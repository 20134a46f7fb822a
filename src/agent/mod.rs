//! Agent system for answering questions about the corpus with tool calling.
//!
//! The [`Orchestrator`] runs the model in a loop, executing the tools it asks
//! for (corpus retrieval, the shared chat history, exercise material) until
//! the model produces a final answer.

mod exercise;
mod history;
mod keywords;
mod orchestrator;
mod retriever;
mod tools;

pub use exercise::{ExercisePayload, ExerciseTool, PageRef, PayloadMetadata, ReferenceChunk};
pub use history::HistoryTool;
pub use keywords::KeywordExtractor;
pub use orchestrator::{AgentResponse, Orchestrator, ToolCallRecord};
pub use retriever::{format_chunks, ParsedQuery, RetrieverTool, SourceMatcher};
pub use tools::{
    parse_query, tool_definitions, ToolContext, ToolKind, ToolLimits, INCORRECT_TOOL_NAME,
};
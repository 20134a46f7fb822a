//! CLI module for Colaborai.

pub mod commands;
mod output;
pub mod preflight;

pub use output::Output;

use clap::{Parser, Subcommand};

/// Colaborai - collaborative study assistant
///
/// Ingest a small set of articles, discuss them with other participants in a
/// shared chat and ask the assistant (`@colaborai`) for cited answers and
/// fixation exercises.
#[derive(Parser, Debug)]
#[command(name = "colaborai")]
#[command(version, about, long_about = None)]
pub struct Cli {
    /// Increase verbosity (-v for info, -vv for debug, -vvv for trace)
    #[arg(short, long, action = clap::ArgAction::Count, global = true)]
    pub verbose: u8,

    /// Path to configuration file
    #[arg(short, long, global = true)]
    pub config: Option<String>,

    #[command(subcommand)]
    pub command: Commands,
}

#[derive(Subcommand, Debug)]
pub enum Commands {
    /// Index PDF or text documents (text pages separated by form feeds)
    Ingest {
        /// Files to ingest
        #[arg(required = true)]
        files: Vec<String>,

        /// Source name recorded in citations (single file only; defaults to the file name)
        #[arg(short, long)]
        name: Option<String>,

        /// Re-index even if the source is already indexed
        #[arg(short, long)]
        force: bool,
    },

    /// List indexed sources
    Sources,

    /// Ask the assistant a question
    Ask {
        /// The question to ask
        question: String,

        /// Participant asking the question
        #[arg(short, long, default_value = "")]
        user: String,
    },

    /// Join the shared chat; mention @colaborai to call the assistant
    Chat {
        /// Participant name (defaults to the first configured participant)
        #[arg(short, long)]
        user: Option<String>,
    },

    /// Ask the assistant for fixation exercises on the discussion
    Exercises {
        /// Focus topic (defaults to an overview of the articles)
        topic: Option<String>,

        /// Participant requesting the exercises
        #[arg(short, long, default_value = "")]
        user: String,
    },

    /// Search the corpus (supports `source: <file>` and `from <file>` filters)
    Search {
        /// Search query
        query: String,
    },

    /// Show the end of the shared conversation log
    History {
        /// Number of lines to show
        #[arg(default_value = "20")]
        lines: String,
    },

    /// Manage configuration
    Config {
        #[command(subcommand)]
        action: ConfigAction,
    },
}

#[derive(Subcommand, Debug)]
pub enum ConfigAction {
    /// Show current configuration
    Show,

    /// Show configuration file path
    Path,
}

#[cfg(test)]
mod tests {
    use super::*;

    #[test]
    fn test_cli_definition_is_valid() {
        use clap::CommandFactory;
        Cli::command().debug_assert();
    }

    #[test]
    fn test_parse_ingest_and_globals() {
        let cli = Cli::parse_from(["colaborai", "-vv", "ingest", "a.txt", "b.txt", "--force"]);
        assert_eq!(cli.verbose, 2);
        match cli.command {
            Commands::Ingest { files, name, force } => {
                assert_eq!(files, vec!["a.txt", "b.txt"]);
                assert!(name.is_none());
                assert!(force);
            }
            other => panic!("Unexpected command: {:?}", other),
        }
    }

    #[test]
    fn test_parse_exercises_defaults() {
        let cli = Cli::parse_from(["colaborai", "exercises"]);
        match cli.command {
            Commands::Exercises { topic, user } => {
                assert!(topic.is_none());
                assert!(user.is_empty());
            }
            other => panic!("Unexpected command: {:?}", other),
        }
    }
}
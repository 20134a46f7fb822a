//! Assembly of fixation exercise material.
//!
//! The tool does not write exercises itself. It gathers who took part in the
//! chat, what they discussed and which article excerpts are relevant, and
//! hands the model a JSON payload together with the exercise rubric.

use super::keywords::KeywordExtractor;
use super::tools::ToolContext;
use crate::conversation::{split_fields, Role};
use crate::corpus::{CorpusIndex, DocumentChunk};
use crate::error::Result;
use indexmap::IndexSet;
use serde::Serialize;
use std::collections::HashSet;
use tracing::{debug, instrument, warn};

pub const DEFAULT_TOPIC: &str = "panorama geral dos artigos";
const GENERAL_QUERY: &str = "principais conceitos metodologia resultados conclusões";
const ANONYMOUS_PARTICIPANT: &str = "Usuário";
const FALLBACK_PARTICIPANT: &str = "Grupo";
const UNKNOWN_SOURCE: &str = "desconhecido";

const MAIN_RESULTS: usize = 10;
const DISCUSSION_RESULTS: usize = 5;
const GENERAL_RESULTS: usize = 5;
const MAX_REFERENCES: usize = 12;
const EXCERPT_CHARS: usize = 600;
const DISCUSSION_QUERY_TOPICS: usize = 3;
const DISCUSSION_QUERY_CHARS: usize = 200;
const SUMMARY_MIN_CHARS: usize = 20;
const SUMMARY_TOPICS: usize = 5;
const SUMMARY_TOPIC_CHARS: usize = 150;

/// Page of a reference: a page number or a placeholder such as `-`.
#[derive(Debug, Clone, PartialEq, Eq, Hash, Serialize)]
#[serde(untagged)]
pub enum PageRef {
    Number(u32),
    Text(String),
}

/// One excerpt offered to the model as exercise material.
#[derive(Debug, Clone, PartialEq, Eq, Hash, Serialize)]
pub struct ReferenceChunk {
    pub source: String,
    pub page: PageRef,
    pub excerpt: String,
}

impl ReferenceChunk {
    fn placeholder(source: &str, excerpt: impl Into<String>) -> Self {
        Self {
            source: source.to_string(),
            page: PageRef::Text("-".to_string()),
            excerpt: excerpt.into(),
        }
    }
}

#[derive(Debug, Clone, PartialEq, Eq, Serialize)]
pub struct PayloadMetadata {
    pub total_chunks: usize,
    pub sources_count: usize,
    pub conversation_messages: usize,
}

/// Material handed to the model to write exercises.
#[derive(Debug, Clone, Serialize)]
pub struct ExercisePayload {
    pub topic: String,
    pub participants: Vec<String>,
    pub num_participants: usize,
    pub conversation_history: String,
    pub recent_topics_discussed: String,
    pub sources_available: Vec<String>,
    pub instructions: String,
    pub reference_chunks: Vec<ReferenceChunk>,
    pub metadata: PayloadMetadata,
}

impl ExercisePayload {
    /// Pretty JSON with non-ASCII text kept as is.
    pub fn to_json(&self) -> Result<String> {
        Ok(serde_json::to_string_pretty(self)?)
    }
}

/// What the log says about the recent conversation.
#[derive(Debug, Default)]
struct ConversationContext {
    participants: Vec<String>,
    history: String,
    discussion_topics: Vec<String>,
}

/// Builds [`ExercisePayload`]s from the conversation log and the corpus.
pub struct ExerciseTool {
    instructions: String,
    keywords: KeywordExtractor,
}

impl ExerciseTool {
    pub fn new(instructions: impl Into<String>) -> Self {
        Self {
            instructions: instructions.into(),
            keywords: KeywordExtractor::default(),
        }
    }

    pub async fn run(&self, ctx: &ToolContext, query: &str) -> Result<String> {
        self.build(ctx, query).await.to_json()
    }

    #[instrument(skip(self, ctx))]
    pub async fn build(&self, ctx: &ToolContext, query: &str) -> ExercisePayload {
        let topic = match query.trim() {
            "" => DEFAULT_TOPIC.to_string(),
            t => t.to_string(),
        };

        let context = self.read_context(ctx);
        let participants = if context.participants.is_empty() {
            vec![FALLBACK_PARTICIPANT.to_string()]
        } else {
            context.participants.clone()
        };

        let mut references = Vec::new();
        let chunks = match self.gather_chunks(ctx.index.as_ref(), &topic, &context).await {
            Ok(chunks) => chunks,
            Err(e) => {
                warn!("Exercise retrieval failed: {}", e);
                references.push(ReferenceChunk::placeholder(
                    "erro",
                    format!("Falha ao consultar repositório: {}", e),
                ));
                Vec::new()
            }
        };

        let mut sources: IndexSet<String> = IndexSet::new();
        let mut seen: HashSet<ReferenceChunk> = HashSet::new();
        for chunk in chunks.iter().take(MAX_REFERENCES) {
            let text = chunk.content.trim();
            if text.is_empty() {
                continue;
            }
            let source = chunk
                .source_file
                .clone()
                .unwrap_or_else(|| UNKNOWN_SOURCE.to_string());
            let reference = ReferenceChunk {
                source: source.clone(),
                page: chunk
                    .page_number
                    .map(PageRef::Number)
                    .unwrap_or_else(|| PageRef::Text("?".to_string())),
                excerpt: excerpt(text),
            };
            if !seen.insert(reference.clone()) {
                continue;
            }
            references.push(reference);
            sources.insert(source);
        }

        debug!(
            "Exercise payload: {} participants, {} references from {} sources",
            participants.len(),
            references.len(),
            sources.len()
        );

        let metadata = PayloadMetadata {
            total_chunks: references.len(),
            sources_count: sources.len(),
            conversation_messages: context.history.lines().count(),
        };

        ExercisePayload {
            topic,
            num_participants: participants.len(),
            participants,
            conversation_history: if context.history.is_empty() {
                "Nenhum histórico de conversa disponível.".to_string()
            } else {
                context.history
            },
            recent_topics_discussed: topic_summary(&context.discussion_topics)
                .unwrap_or_else(|| "Nenhum tópico específico identificado.".to_string()),
            sources_available: if sources.is_empty() {
                vec!["Nenhuma fonte identificada".to_string()]
            } else {
                sources.into_iter().collect()
            },
            instructions: self.instructions.clone(),
            reference_chunks: if references.is_empty() {
                vec![ReferenceChunk::placeholder(
                    "N/A",
                    "Nenhum trecho disponível dos artigos.",
                )]
            } else {
                references
            },
            metadata,
        }
    }

    fn read_context(&self, ctx: &ToolContext) -> ConversationContext {
        let lines = match ctx.log.read_lines() {
            Ok(Some(lines)) => lines,
            Ok(None) => return ConversationContext::default(),
            Err(e) => {
                return ConversationContext {
                    history: format!("Erro ao ler histórico: {}", e),
                    ..Default::default()
                }
            }
        };

        let participants = participants(tail(&lines, ctx.limits.participant_window));

        let window = tail(&lines, ctx.limits.exercise_context_window);
        let discussion_topics = window
            .iter()
            .filter_map(|line| user_fields(line))
            .map(|(_, content)| content.trim().to_string())
            .collect();

        ConversationContext {
            participants,
            history: window.join("\n"),
            discussion_topics,
        }
    }

    /// Run the three retrieval strategies and merge them by chunk identity.
    async fn gather_chunks(
        &self,
        index: &dyn CorpusIndex,
        topic: &str,
        context: &ConversationContext,
    ) -> Result<Vec<DocumentChunk>> {
        let main_query = if context.history.is_empty() {
            topic.to_string()
        } else {
            self.keywords.expand(topic, &context.history)
        };
        let main = index.search(&main_query).await?;

        let discussion = match discussion_query(&context.discussion_topics) {
            Some(query) => index.search(&query).await?,
            None => Vec::new(),
        };

        let general = index.search(GENERAL_QUERY).await?;

        let mut merged: Vec<DocumentChunk> = Vec::new();
        let batches = [
            (main, MAIN_RESULTS),
            (discussion, DISCUSSION_RESULTS),
            (general, GENERAL_RESULTS),
        ];
        for (batch, take) in batches {
            for chunk in batch.into_iter().take(take) {
                if !merged.contains(&chunk) {
                    merged.push(chunk);
                }
            }
        }
        Ok(merged)
    }
}

fn tail(lines: &[String], n: usize) -> &[String] {
    &lines[lines.len().saturating_sub(n)..]
}

/// `(username, content)` of a user line.
fn user_fields(line: &str) -> Option<(&str, &str)> {
    let (role, username, content) = split_fields(line)?;
    match role.parse::<Role>() {
        Ok(Role::User) => Some((username, content)),
        _ => None,
    }
}

fn participants(lines: &[String]) -> Vec<String> {
    let mut names: IndexSet<String> = IndexSet::new();
    for (username, _) in lines.iter().filter_map(|line| user_fields(line)) {
        let name = match username.trim() {
            "" => ANONYMOUS_PARTICIPANT,
            name => name,
        };
        names.insert(name.to_string());
    }
    names.into_iter().collect()
}

fn discussion_query(topics: &[String]) -> Option<String> {
    let recent = &topics[topics.len().saturating_sub(DISCUSSION_QUERY_TOPICS)..];
    let joined = recent.join(" ");
    if joined.trim().is_empty() {
        return None;
    }
    Some(truncate_chars(&joined, DISCUSSION_QUERY_CHARS))
}

fn topic_summary(topics: &[String]) -> Option<String> {
    let significant: Vec<&String> = topics
        .iter()
        .filter(|t| t.chars().count() > SUMMARY_MIN_CHARS)
        .collect();
    if significant.is_empty() {
        return None;
    }
    let recent = &significant[significant.len().saturating_sub(SUMMARY_TOPICS)..];
    Some(
        recent
            .iter()
            .map(|t| format!("- {}", truncate_chars(t, SUMMARY_TOPIC_CHARS)))
            .collect::<Vec<_>>()
            .join("\n"),
    )
}

fn excerpt(text: &str) -> String {
    if text.chars().count() > EXCERPT_CHARS {
        format!("{}...", truncate_chars(text, EXCERPT_CHARS))
    } else {
        text.to_string()
    }
}

fn truncate_chars(text: &str, max: usize) -> String {
    text.chars().take(max).collect()
}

◆ TASK DESCRIPTION: Lines containing the word "true": copy every one of them from the records above.

◆ WRITTEN ANSWER:
    #[arg(short, long, action = clap::ArgAction::Count, global = true)]
    #[arg(short, long, global = true)]
        #[arg(required = true)]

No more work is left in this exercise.